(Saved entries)
----------
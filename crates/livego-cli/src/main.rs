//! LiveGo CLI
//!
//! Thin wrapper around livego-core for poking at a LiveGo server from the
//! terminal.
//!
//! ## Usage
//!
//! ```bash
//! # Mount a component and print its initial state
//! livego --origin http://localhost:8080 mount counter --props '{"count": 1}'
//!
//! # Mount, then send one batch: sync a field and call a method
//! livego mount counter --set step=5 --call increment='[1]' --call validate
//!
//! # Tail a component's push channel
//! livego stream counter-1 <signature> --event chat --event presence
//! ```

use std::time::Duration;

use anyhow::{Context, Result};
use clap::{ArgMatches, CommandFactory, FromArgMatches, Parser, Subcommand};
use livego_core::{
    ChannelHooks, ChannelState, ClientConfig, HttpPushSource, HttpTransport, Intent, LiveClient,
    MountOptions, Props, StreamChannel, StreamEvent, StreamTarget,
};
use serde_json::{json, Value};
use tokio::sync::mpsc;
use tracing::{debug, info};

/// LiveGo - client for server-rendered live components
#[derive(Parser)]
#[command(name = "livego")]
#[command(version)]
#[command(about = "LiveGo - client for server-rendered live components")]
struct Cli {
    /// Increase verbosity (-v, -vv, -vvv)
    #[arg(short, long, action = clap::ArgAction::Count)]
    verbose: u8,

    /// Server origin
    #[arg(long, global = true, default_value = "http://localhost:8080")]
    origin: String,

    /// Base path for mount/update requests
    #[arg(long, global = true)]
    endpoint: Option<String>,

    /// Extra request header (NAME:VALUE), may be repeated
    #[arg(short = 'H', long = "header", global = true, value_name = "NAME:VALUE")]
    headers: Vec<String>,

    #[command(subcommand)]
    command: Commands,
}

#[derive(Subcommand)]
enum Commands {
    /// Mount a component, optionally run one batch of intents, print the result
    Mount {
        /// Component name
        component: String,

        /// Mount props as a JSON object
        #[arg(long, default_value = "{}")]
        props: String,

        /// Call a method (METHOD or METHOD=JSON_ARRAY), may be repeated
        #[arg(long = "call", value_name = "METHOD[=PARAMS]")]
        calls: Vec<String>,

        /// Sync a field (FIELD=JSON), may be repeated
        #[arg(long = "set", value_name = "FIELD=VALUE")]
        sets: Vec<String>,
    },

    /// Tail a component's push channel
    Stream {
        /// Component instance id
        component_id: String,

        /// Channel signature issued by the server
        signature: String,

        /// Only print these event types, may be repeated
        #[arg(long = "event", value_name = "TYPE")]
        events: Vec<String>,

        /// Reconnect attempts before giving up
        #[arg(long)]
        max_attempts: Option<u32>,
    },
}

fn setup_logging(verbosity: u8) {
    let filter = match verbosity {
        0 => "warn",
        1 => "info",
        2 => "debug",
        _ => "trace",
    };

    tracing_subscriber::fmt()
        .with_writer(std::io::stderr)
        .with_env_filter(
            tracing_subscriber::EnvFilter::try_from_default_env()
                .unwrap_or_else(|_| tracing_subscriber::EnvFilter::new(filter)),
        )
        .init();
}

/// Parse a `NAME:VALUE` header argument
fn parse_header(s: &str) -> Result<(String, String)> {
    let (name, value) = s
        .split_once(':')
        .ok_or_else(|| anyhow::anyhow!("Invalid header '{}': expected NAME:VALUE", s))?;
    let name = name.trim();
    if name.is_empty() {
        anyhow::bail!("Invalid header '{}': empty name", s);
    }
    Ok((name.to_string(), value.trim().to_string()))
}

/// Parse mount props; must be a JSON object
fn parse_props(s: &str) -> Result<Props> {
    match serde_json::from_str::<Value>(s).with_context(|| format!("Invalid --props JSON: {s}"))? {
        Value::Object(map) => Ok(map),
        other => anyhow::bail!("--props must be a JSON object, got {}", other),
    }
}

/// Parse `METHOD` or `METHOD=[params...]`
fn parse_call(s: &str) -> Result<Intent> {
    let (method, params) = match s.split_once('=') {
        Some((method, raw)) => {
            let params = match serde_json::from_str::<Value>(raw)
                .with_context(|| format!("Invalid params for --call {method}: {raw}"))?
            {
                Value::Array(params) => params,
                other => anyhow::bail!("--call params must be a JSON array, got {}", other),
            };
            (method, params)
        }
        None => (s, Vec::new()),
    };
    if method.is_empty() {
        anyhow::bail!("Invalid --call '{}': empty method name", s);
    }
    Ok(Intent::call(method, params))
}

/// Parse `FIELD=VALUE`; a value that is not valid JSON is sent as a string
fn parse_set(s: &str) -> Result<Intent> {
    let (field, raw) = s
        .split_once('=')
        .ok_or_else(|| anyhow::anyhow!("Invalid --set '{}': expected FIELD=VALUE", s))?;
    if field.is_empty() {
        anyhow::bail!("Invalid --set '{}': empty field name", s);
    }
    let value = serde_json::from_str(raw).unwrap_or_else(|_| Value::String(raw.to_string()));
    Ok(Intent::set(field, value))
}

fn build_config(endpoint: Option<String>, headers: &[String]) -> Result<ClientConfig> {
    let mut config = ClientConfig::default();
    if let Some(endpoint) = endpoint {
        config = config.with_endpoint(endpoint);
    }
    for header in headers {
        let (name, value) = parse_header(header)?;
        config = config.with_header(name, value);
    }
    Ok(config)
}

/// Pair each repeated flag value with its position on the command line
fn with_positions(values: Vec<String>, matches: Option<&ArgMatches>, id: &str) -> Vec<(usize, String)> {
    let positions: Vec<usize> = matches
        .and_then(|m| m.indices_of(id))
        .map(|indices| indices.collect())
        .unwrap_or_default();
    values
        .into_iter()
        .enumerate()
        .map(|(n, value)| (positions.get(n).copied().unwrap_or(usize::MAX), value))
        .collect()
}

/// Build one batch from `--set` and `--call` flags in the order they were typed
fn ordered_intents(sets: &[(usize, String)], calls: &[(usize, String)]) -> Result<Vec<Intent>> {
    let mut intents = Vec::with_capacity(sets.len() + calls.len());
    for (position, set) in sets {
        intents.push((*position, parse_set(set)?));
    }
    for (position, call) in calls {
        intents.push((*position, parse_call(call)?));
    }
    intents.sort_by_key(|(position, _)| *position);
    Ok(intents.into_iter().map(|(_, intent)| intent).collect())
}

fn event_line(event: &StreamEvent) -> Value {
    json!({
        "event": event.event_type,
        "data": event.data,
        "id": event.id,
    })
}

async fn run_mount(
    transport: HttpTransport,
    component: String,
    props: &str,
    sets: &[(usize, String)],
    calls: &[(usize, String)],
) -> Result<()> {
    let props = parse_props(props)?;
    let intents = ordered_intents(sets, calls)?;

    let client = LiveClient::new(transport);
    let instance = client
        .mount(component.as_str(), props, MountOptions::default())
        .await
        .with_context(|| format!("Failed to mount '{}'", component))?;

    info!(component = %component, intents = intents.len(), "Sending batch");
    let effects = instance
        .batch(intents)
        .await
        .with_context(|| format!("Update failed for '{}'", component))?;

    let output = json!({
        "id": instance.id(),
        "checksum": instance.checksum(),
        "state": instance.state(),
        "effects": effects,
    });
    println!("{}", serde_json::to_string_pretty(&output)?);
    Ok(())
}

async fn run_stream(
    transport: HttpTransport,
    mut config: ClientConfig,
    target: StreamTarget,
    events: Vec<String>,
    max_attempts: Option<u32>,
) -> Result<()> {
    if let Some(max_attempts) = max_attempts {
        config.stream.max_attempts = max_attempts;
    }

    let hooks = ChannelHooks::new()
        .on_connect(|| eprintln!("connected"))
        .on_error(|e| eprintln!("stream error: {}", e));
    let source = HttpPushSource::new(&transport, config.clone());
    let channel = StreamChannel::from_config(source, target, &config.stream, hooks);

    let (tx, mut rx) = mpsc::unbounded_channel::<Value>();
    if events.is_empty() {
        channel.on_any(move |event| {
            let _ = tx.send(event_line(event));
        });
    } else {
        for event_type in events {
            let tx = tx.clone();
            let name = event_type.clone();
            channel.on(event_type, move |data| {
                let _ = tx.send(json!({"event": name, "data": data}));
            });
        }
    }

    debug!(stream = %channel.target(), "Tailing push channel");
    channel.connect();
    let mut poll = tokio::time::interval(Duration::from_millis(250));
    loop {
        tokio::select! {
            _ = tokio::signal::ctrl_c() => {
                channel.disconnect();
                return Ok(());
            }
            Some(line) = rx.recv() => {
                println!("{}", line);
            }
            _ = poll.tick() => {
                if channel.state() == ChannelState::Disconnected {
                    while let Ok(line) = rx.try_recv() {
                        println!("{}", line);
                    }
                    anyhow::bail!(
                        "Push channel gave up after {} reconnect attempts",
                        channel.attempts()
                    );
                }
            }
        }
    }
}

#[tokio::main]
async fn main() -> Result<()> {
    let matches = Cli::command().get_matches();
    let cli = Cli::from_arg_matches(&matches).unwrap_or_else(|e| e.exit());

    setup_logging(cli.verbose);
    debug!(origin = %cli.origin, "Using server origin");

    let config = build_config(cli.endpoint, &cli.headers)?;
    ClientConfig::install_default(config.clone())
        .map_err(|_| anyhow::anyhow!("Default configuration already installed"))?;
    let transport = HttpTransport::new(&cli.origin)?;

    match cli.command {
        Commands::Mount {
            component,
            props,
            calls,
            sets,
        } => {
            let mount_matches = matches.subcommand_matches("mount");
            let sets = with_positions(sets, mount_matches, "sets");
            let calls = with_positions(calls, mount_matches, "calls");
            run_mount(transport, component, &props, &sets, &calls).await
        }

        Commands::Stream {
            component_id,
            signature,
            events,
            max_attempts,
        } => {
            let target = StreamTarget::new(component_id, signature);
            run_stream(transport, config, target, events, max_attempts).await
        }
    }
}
----------
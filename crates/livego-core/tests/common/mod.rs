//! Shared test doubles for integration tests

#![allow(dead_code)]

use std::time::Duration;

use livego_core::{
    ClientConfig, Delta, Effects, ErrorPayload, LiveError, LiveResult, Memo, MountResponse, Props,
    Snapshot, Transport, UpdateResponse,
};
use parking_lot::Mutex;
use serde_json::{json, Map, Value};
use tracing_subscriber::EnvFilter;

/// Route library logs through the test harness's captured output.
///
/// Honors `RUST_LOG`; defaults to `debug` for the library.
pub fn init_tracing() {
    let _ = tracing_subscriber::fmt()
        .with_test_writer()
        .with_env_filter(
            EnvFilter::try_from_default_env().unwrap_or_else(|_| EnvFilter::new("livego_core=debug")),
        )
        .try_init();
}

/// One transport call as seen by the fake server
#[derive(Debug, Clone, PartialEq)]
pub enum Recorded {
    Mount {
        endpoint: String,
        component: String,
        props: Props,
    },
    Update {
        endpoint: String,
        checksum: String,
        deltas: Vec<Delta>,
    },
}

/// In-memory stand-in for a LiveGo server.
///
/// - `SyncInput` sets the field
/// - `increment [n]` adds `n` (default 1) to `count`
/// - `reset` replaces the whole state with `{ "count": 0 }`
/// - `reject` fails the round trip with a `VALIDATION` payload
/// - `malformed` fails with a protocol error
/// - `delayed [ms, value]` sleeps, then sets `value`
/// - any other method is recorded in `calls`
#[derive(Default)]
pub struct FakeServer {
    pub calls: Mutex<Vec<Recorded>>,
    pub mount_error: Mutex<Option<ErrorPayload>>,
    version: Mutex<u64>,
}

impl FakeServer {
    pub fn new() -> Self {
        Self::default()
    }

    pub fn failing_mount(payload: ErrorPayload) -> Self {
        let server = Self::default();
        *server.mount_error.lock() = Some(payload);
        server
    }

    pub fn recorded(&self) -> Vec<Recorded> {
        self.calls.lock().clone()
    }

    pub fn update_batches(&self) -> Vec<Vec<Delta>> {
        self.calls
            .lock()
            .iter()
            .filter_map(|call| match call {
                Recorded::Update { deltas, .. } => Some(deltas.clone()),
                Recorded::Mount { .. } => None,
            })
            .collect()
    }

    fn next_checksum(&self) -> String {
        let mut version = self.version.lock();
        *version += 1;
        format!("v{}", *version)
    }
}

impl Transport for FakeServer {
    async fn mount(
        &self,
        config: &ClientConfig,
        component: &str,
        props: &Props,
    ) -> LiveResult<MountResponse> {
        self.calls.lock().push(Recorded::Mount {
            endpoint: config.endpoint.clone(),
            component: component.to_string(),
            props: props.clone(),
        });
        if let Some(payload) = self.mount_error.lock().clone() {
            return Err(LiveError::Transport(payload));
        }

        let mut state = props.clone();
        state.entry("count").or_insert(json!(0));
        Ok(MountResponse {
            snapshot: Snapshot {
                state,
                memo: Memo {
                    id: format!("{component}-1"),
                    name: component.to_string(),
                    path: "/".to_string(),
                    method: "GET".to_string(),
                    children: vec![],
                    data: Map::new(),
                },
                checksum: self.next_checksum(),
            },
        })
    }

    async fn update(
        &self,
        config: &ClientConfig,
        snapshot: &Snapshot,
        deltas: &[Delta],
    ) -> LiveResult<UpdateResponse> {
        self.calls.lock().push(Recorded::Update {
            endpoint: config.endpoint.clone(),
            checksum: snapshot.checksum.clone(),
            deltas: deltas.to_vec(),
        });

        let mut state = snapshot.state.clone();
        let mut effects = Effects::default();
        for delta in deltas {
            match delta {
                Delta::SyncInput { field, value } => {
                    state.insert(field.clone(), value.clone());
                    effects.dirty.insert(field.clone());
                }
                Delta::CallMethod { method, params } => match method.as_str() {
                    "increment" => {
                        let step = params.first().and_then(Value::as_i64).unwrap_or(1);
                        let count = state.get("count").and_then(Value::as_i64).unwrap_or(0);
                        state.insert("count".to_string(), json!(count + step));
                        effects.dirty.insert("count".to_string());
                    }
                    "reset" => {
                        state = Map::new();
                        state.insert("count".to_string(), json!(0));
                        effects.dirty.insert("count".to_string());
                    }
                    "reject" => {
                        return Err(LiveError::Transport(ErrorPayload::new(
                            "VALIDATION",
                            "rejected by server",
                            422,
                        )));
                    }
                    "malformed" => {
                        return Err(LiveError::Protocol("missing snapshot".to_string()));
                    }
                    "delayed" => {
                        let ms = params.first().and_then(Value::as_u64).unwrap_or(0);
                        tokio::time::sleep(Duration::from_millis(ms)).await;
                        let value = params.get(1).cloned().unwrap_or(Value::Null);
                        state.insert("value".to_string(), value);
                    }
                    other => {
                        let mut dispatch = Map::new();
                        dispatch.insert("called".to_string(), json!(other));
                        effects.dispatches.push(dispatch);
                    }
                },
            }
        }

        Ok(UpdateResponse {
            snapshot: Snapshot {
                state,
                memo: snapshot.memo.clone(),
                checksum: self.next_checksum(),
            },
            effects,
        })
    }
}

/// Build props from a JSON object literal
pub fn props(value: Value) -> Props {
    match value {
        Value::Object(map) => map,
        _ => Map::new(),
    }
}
----------
◆ TASK GOAL:
The lines to return are those in the entries above that include "signature".

◆ ANSWER SECTION:
//! livego stream counter-1 <signature> --event chat --event presence
        /// Channel signature issued by the server
        signature: String,
            signature,
            let target = StreamTarget::new(component_id, signature);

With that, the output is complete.